I have already covered the tempestuous throes of failing government IT projects, Universal Credit being the flagship flop of the lot. It’s a wonder to many that Duncan Smith remains in his job, but I hear the reason behind this is so that his future potential successor is not tarnished by the problematic project. This is a similar strategy to allowing the former Health Secretary Andrew Lansley to complete his controversial NHS reforms before a new minister was brought in as a fresh face for a department.

But Duncan Smith’s championing of Universal Credit during this autumn’s Conservative party conference sounds particularly hollow as the programme has undergone yet another change of leadership. The Financial Times is reporting that its current boss, Howard Shiplee – who took over the project last May – is quitting his post. He fell ill earlier this year, and has apparently been working part-time every since.

When appointed, Shiplee was praised by the DWP’s permanent secretary, Robert Devereux, as having a “wealth of experience in the successful delivery of projects of significant scale and complexity”. However, Duncan Smith, when commenting on Shiplee’s departure this week, insisted, “[he] had always been clear that, as the programme moves into national delivery, [it] must be led by someone with strong operational experience”.

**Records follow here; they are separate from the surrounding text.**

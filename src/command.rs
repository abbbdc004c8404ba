//! Light commands
//!
//! A command is a JSON object with a `pattern` array of keyframes:
//!
//! ```json
//! {"pattern": [{"r": 255, "g": 0, "b": 0, "duration": 3000}]}
//! ```
//!
//! Durations are milliseconds.

use core::fmt;
use core::str::FromStr;

use embassy_time::Duration;
use serde::{Deserialize, Deserializer};

use crate::color::Rgb;
use crate::error::{CommandError, SequencerError};
use crate::pattern::{Keyframe, Pattern};
use crate::time::{MAX_DURATION_MS, checked_millis};

/// Keyframes shorter than this are accepted but usually too fast to read
pub const RECOMMENDED_MIN_DURATION_MS: u64 = 3_000;

#[derive(Debug, Deserialize)]
struct RawCommand {
    pattern: Option<Vec<RawKeyframe>>,
}

#[derive(Debug, Deserialize)]
struct RawKeyframe {
    r: u8,
    g: u8,
    b: u8,
    #[serde(deserialize_with = "millis")]
    duration: Duration,
}

fn millis<'de, D: Deserializer<'de>>(deserializer: D) -> Result<Duration, D::Error> {
    let ms = u64::deserialize(deserializer)?;
    checked_millis(ms).ok_or_else(|| {
        <D::Error as serde::de::Error>::custom(format_args!(
            "duration {ms} ms exceeds the maximum of {MAX_DURATION_MS} ms"
        ))
    })
}

/// A parsed command
#[derive(Debug, Clone, PartialEq, Eq)]
pub struct LightCommand {
    pub pattern: Pattern,
}

impl LightCommand {
    /// Parse a JSON command
    pub fn parse(json: &str) -> Result<Self, SequencerError> {
        let raw: RawCommand = serde_json::from_str(json).map_err(|err| {
            if err.is_data() {
                CommandError::Structure(err)
            } else {
                CommandError::Json(err)
            }
        })?;
        let raw_pattern = raw.pattern.ok_or(CommandError::MissingPattern)?;

        let keyframes: Vec<Keyframe> = raw_pattern
            .iter()
            .map(|step| Keyframe::new(Rgb::new(step.r, step.g, step.b), step.duration))
            .collect();
        let recommended = Duration::from_millis(RECOMMENDED_MIN_DURATION_MS);
        if let Some(short) = raw_pattern.iter().find(|step| step.duration < recommended) {
            log::debug!(
                "keyframe duration {} ms is below the recommended {} ms",
                short.duration.as_millis(),
                RECOMMENDED_MIN_DURATION_MS
            );
        }

        Ok(Self {
            pattern: Pattern::from_vec(keyframes)?,
        })
    }
}

impl FromStr for LightCommand {
    type Err = SequencerError;

    fn from_str(s: &str) -> Result<Self, Self::Err> {
        Self::parse(s)
    }
}

/// User-facing outcome of handling a command
#[derive(Debug, Clone, Copy, PartialEq, Eq)]
pub enum CommandStatus {
    PatternSet,
    InvalidFormat,
    InvalidJson,
}

impl CommandStatus {
    /// Classify a parse result
    pub fn of(result: &Result<LightCommand, SequencerError>) -> Self {
        match result {
            Ok(_) => Self::PatternSet,
            Err(SequencerError::MalformedCommand(CommandError::Json(_))) => Self::InvalidJson,
            Err(_) => Self::InvalidFormat,
        }
    }

    pub const fn message(self) -> &'static str {
        match self {
            Self::PatternSet => "LED pattern set.",
            Self::InvalidFormat => "Invalid command format.",
            Self::InvalidJson => "Invalid JSON command.",
        }
    }
}

impl fmt::Display for CommandStatus {
    fn fmt(&self, f: &mut fmt::Formatter<'_>) -> fmt::Result {
        f.write_str(self.message())
    }
}
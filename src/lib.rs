//! Keyframe and beat-synchronized LED strip sequencer
//!
//! Renders cyclic color patterns or music-driven fades onto a single
//! addressable strip. Every frame passes through gamma correction before it
//! reaches the [`OutputDriver`].

pub mod analysis;
pub mod cancel;
pub mod color;
pub mod command;
pub mod config;
pub mod driver;
pub mod error;
pub mod math8;
pub mod pacer;
pub mod pattern;
pub mod renderer;
pub mod sync;
pub mod time;
pub mod transition;
pub mod worker;

pub use analysis::{Analysis, Beat, Segment};
pub use cancel::{CancelSignal, CancelToken};
pub use color::{GammaTable, Rgb};
pub use command::{CommandStatus, LightCommand};
pub use config::{PatternConfig, SequencerConfig, SyncConfig};
pub use driver::SmartLedsDriver;
pub use error::{CommandError, SequencerError};
pub use pacer::ThreadPacer;
pub use pattern::{Keyframe, KeyframeTransition, Pattern, PatternPlayer, PatternRun, PlayerState};
pub use renderer::{FadeOutcome, Renderer};
pub use sync::{
    AnalysisProvider, BeatAction, BeatSyncDriver, PlaybackProvider, PlaybackSnapshot, SyncExit,
    TrackId,
};
pub use transition::FadeSegment;
pub use worker::RenderWorker;

pub use embassy_time::Duration;

/// Abstract LED driver trait
///
/// Implement this trait to support different hardware platforms.
/// The renderer is generic over this trait.
pub trait OutputDriver {
    /// Error reported by the underlying hardware
    type Error: core::fmt::Debug;

    /// Set every pixel of the strip to one color
    fn set_all(&mut self, color: Rgb) -> Result<(), Self::Error>;

    /// Push the buffered colors to the strip
    fn flush(&mut self) -> Result<(), Self::Error>;
}

/// Source of the pauses between rendered frames
///
/// Pauses are best effort; implementations may oversleep.
pub trait Pacer {
    /// Block the current render loop for `duration`
    fn pause(&mut self, duration: Duration);
}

The project has suffered greatly from constant changeovers in leadership, with Terry Moran retiring last year after a long period of sick leave, and Philip Langsdale, who died four months after taking control of the programme.

The constant shuffles in personnel running the project is just one aspect of its troubled, and slow, process. This, coupled with the Secretary of State’s tempestuous relationship with Devereux, shows there is a big managerial obstacle to delivering the reforms, as well as all its technical and financial woes.